Comment imaginez-vous cette usine ?

C’est très simple, il y a un modèle économique qui marche très bien. Je m’explique. Vous avez dans le monde cinq compagnies qui font les meilleures batteries au monde. Il faudra les intéresser au Maroc. Comment ? On leur dit vous avez la technologie, nous on a l’argent, on a les ingénieurs et cette initiative a pour but de sceller une joint-venture. C’est ce que fait Tesla, ils se sont rendu compte que les Américains ne savent pas fabriquer les batteries au lithium, donc ils ont fait appel aux Japonais, nous on peut faire à peu près la même chose et c’est très simple. Les Japonais se joindront à nous parce que le Maroc a une position stratégique extraordinaire. On est à l’intersection entre l’Europe, l’Afrique et le Moyen-Orient et en plus on peut exporter aux Etats-Unis. On a un avantage stratégique extraordinaire pour être plus compétitifs que Tesla.

Vous travaillez sur quoi en ce moment ?

Je travaille sur beaucoup de choses actuellement, en particulier les problèmes dits de la recharge rapide des batteries. Pour que les voitures électriques deviennent populaires, il faut réellement que quelqu’un qui possède une voiture électrique puisse recharger sa batterie pratiquement dans la même durée de temps que si vous allez dans une station-service  et que vous remplissez votre réservoir d’essence, cinq à dix minutes. Je travaille sur la problématique de la charge rapide et donc on modifie tout le logiciel et les algorithmes qui permettent de recharger les batteries. On est en train de tout remettre en cause. Ma deuxième recherche est sur les problèmes de batteries. Vous savez que Sumsung a eu des problèmes avec les batteries note 7, on essaye actuellement de comprendre pourquoi. C’est-à-dire pourquoi ces batteries prennent feu et s’emballent thermiquement, elles explosent et peuvent être dangereuses. Même si on m’attribue la paternité de la batterie au lithium, j’essaye de trouver quelque chose de mieux. Il y a peut-être d’autres batteries à l’horizon 2020 ou 2025 qui seront différentes des batteries lithium, donc j’essaye de développer de nouvelles chimies pour les batteries du 21ème siècle.
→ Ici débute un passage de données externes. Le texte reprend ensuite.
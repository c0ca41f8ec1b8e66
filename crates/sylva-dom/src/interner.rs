//! String Interner - tag and attribute names stored once per arena
//!
//! Element and attribute names repeat heavily ("div", "p", "class"), so the
//! arena keeps a single copy of each and nodes refer to it by a 4-byte code.

use std::collections::HashMap;

/// Interned string ID - just 4 bytes
#[derive(Debug, Clone, Copy, PartialEq, Eq, Hash, Default)]
#[repr(transparent)]
pub struct InternedString(pub(crate) u32);

impl InternedString {
    /// Empty string
    pub const EMPTY: InternedString = InternedString(0);
}

/// String interner for deduplicating names
///
/// Memory layout:
/// - All strings stored in a single contiguous buffer
/// - Each InternedString indexes a (start, end) span into that buffer
#[derive(Debug, Clone)]
pub struct StringInterner {
    buffer: String,
    map: HashMap<Box<str>, u32>,
    spans: Vec<(u32, u32)>,
}

impl StringInterner {
    /// Create a new interner with common HTML names pre-interned
    pub fn new() -> Self {
        let mut interner = Self {
            buffer: String::with_capacity(1024),
            map: HashMap::with_capacity(128),
            spans: Vec::with_capacity(128),
        };

        // Index 0 is always the empty string
        interner.intern("");

        const COMMON_TAGS: &[&str] = &[
            "html", "head", "body", "title", "meta", "link", "script", "style",
            "div", "span", "p", "a", "img", "br", "ul", "ol", "li",
            "table", "tbody", "tr", "td", "th", "form", "input", "button",
            "h1", "h2", "h3", "h4", "h5", "h6", "strong", "em", "b", "i",
            "svg", "math", "template",
        ];

        const COMMON_ATTRS: &[&str] = &[
            "id", "class", "style", "href", "src", "alt", "title", "type",
            "name", "value", "lang", "rel", "charset", "content",
        ];

        for name in COMMON_TAGS.iter().chain(COMMON_ATTRS) {
            interner.intern(name);
        }

        interner
    }

    /// Intern a string, returning its ID.
    /// If the string is already interned, returns the existing ID.
    pub fn intern(&mut self, s: &str) -> InternedString {
        if let Some(&id) = self.map.get(s) {
            return InternedString(id);
        }

        let id = self.spans.len() as u32;
        let start = self.buffer.len() as u32;
        self.buffer.push_str(s);
        self.spans.push((start, self.buffer.len() as u32));
        self.map.insert(s.into(), id);

        InternedString(id)
    }

    /// Look up a string without interning it
    pub fn lookup(&self, s: &str) -> Option<InternedString> {
        self.map.get(s).map(|&id| InternedString(id))
    }

    /// Get the string for an interned ID (empty for unknown IDs)
    #[inline]
    pub fn resolve(&self, id: InternedString) -> &str {
        match self.spans.get(id.0 as usize) {
            Some(&(start, end)) => &self.buffer[start as usize..end as usize],
            None => "",
        }
    }

    /// Number of interned strings
    pub fn len(&self) -> usize {
        self.spans.len()
    }

    /// Check if empty
    pub fn is_empty(&self) -> bool {
        self.spans.is_empty()
    }

    /// Total memory used by the interner
    pub fn memory_usage(&self) -> usize {
        self.buffer.capacity()
            + self.map.capacity() * (std::mem::size_of::<Box<str>>() + std::mem::size_of::<u32>())
            + self.spans.capacity() * std::mem::size_of::<(u32, u32)>()
    }
}

impl Default for StringInterner {
    fn default() -> Self {
        Self::new()
    }
}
Au niveau de la collaboration, est-ce que vous travaillez avec des chercheurs marocains ?

Tout à fait. On a des programmes de collaboration avec les chercheurs marocains. Cette collaboration peut s’intensifier encore plus. Si on vient me dire qu’un bon chercheur veut passer six mois dans votre laboratoire il est le bienvenu.

Pour vous quels sont les défis de l’énergie renouvelable au Maroc ?

Le coût du kilowattheure renouvelable doit être compétitif par rapport au coût du wattheure avec le charbon le gaz, c’est-à-dire l’énergie pas propre. Le propre doit être moins cher et ça ce n’est pas facile à établir. Les Espagnols, par exemple, se sont lancés dans l’énergie solaire. Ils ont fabriqué des fours thermiques absolument extraordinaires mais le modèle ne tient pas parce que le gouvernement ne peut pas subventionner l’énergie ad vitam aeternam. Il faut que les Marocains s’ingénient à baisser le coût, c’est-à-dire le nombre de dirhams par kilowattheure. Ainsi, il faudrait que nous ayons plus de kilowattheures pour moins de dirhams. Dans ce sens, on doit réfléchir sur la structure du coût d’un panneau solaire ou d’une éolienne et voir les composants sur lesquels on peut vraiment travailler et améliorer afin d’avoir un coût moins important.